What needs to be done. Below are records; count the lines that hold the string "every" and give only the count.

┄┄┄┄┄┄┄┄┄┄

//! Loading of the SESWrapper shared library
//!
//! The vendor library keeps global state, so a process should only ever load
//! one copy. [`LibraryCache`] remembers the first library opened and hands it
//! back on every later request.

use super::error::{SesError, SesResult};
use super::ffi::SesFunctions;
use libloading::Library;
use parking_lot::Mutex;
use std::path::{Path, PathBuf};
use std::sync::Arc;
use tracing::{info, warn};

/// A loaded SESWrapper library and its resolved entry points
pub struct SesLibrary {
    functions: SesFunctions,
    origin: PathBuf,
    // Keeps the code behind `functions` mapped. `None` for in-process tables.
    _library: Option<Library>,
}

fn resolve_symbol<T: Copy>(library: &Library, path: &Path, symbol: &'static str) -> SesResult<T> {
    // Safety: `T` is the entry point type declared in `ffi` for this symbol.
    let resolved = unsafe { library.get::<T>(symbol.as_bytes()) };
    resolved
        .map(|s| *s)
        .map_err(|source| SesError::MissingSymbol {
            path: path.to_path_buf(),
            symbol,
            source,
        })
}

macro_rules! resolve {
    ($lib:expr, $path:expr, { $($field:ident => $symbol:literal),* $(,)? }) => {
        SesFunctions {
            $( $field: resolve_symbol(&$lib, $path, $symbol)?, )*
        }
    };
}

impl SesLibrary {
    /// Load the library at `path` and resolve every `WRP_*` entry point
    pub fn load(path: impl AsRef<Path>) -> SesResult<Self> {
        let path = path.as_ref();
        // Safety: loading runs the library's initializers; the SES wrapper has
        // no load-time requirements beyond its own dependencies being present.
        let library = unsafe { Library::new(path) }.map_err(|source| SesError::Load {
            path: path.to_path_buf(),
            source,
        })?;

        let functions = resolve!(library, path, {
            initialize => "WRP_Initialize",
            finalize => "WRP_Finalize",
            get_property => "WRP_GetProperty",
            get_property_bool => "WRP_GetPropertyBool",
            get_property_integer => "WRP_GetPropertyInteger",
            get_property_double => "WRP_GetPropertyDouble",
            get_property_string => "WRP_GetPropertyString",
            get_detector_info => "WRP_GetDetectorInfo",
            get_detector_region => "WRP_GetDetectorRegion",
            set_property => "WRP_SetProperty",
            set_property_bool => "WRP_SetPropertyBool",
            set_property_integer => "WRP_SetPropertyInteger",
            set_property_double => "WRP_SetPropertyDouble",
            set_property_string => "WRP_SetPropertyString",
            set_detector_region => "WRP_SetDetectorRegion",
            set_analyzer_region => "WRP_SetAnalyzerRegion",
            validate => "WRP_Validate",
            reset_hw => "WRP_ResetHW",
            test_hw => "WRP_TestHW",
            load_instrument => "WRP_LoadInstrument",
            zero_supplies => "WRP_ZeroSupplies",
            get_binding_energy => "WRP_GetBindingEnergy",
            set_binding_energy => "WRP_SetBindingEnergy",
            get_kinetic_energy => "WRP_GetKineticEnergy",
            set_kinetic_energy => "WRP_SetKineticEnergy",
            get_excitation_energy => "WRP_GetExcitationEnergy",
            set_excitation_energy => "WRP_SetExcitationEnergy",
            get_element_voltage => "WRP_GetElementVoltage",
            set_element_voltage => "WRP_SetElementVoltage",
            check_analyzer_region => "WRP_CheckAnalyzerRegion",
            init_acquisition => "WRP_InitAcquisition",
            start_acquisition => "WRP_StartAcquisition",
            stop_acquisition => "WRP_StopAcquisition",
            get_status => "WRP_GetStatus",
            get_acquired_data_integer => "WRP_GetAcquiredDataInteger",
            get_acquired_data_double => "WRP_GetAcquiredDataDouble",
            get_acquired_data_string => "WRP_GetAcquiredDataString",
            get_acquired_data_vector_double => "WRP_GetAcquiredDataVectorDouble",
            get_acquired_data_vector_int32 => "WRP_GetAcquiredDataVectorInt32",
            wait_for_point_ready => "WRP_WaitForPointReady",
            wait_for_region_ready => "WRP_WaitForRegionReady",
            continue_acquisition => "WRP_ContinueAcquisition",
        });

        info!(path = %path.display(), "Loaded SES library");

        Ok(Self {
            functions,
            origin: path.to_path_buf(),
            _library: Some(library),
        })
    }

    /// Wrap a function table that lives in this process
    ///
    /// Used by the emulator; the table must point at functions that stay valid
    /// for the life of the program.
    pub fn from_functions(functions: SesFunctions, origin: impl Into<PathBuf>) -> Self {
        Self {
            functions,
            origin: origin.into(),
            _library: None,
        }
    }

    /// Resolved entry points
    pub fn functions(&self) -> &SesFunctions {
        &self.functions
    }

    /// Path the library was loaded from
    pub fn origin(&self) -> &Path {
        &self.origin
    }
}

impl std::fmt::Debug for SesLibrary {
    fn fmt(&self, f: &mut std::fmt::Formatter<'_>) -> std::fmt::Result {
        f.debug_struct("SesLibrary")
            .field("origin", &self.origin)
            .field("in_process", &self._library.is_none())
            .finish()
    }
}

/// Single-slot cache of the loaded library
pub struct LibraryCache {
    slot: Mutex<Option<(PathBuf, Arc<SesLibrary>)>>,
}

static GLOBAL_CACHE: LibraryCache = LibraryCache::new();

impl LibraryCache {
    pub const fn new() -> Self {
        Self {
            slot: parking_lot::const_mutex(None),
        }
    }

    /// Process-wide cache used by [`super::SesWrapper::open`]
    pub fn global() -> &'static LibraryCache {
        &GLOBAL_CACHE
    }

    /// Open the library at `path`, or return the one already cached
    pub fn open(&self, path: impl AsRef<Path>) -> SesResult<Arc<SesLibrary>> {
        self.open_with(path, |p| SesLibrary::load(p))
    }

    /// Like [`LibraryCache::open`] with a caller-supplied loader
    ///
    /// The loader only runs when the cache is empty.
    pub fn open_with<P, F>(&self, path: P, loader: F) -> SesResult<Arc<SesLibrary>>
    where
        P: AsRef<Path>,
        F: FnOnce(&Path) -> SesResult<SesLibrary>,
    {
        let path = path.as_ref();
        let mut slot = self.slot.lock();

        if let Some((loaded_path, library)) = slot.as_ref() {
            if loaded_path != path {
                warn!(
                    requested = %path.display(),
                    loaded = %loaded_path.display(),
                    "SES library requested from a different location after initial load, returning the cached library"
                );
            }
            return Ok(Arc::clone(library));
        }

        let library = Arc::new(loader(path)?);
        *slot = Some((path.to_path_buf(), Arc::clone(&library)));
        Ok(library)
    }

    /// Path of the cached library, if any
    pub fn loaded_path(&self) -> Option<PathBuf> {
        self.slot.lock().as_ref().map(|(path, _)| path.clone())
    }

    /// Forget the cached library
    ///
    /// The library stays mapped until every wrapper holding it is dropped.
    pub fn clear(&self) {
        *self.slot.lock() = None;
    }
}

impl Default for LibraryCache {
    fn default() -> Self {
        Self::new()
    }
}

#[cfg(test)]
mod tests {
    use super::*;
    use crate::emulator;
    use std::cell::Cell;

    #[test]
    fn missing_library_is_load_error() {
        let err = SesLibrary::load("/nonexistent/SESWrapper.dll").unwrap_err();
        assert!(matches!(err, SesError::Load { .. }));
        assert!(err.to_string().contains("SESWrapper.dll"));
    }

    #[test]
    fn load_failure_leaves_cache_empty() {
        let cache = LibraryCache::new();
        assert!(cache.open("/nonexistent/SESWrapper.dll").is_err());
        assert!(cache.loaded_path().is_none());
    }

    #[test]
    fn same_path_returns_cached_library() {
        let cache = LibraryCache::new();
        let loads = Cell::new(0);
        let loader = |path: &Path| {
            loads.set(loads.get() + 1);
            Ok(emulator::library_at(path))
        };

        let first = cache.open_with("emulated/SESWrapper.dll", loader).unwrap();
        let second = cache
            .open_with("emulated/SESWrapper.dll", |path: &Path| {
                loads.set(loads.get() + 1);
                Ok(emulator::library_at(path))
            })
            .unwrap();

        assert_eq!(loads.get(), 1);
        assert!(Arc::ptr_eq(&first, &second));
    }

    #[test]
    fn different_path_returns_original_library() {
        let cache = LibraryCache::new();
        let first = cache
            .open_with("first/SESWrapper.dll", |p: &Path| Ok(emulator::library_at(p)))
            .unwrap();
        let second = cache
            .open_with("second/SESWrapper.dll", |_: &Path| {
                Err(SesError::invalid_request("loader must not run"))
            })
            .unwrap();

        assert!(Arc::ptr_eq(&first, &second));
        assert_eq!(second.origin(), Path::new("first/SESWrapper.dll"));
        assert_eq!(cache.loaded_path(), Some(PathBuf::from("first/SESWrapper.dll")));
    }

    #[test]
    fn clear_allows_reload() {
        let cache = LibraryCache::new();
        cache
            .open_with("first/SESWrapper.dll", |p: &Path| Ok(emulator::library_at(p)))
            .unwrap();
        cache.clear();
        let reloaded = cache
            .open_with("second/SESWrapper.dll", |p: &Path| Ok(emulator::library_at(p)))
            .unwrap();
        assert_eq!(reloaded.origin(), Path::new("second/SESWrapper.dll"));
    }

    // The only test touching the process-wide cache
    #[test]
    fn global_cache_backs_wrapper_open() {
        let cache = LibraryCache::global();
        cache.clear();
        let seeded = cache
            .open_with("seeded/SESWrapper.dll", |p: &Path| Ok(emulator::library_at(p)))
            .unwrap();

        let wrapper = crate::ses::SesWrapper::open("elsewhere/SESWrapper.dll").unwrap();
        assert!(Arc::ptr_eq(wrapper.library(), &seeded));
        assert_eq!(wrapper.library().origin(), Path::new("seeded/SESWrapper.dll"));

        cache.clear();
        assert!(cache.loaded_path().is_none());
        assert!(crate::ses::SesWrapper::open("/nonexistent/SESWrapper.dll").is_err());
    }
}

┄┄┄┄┄┄┄┄┄┄

Completed task. 3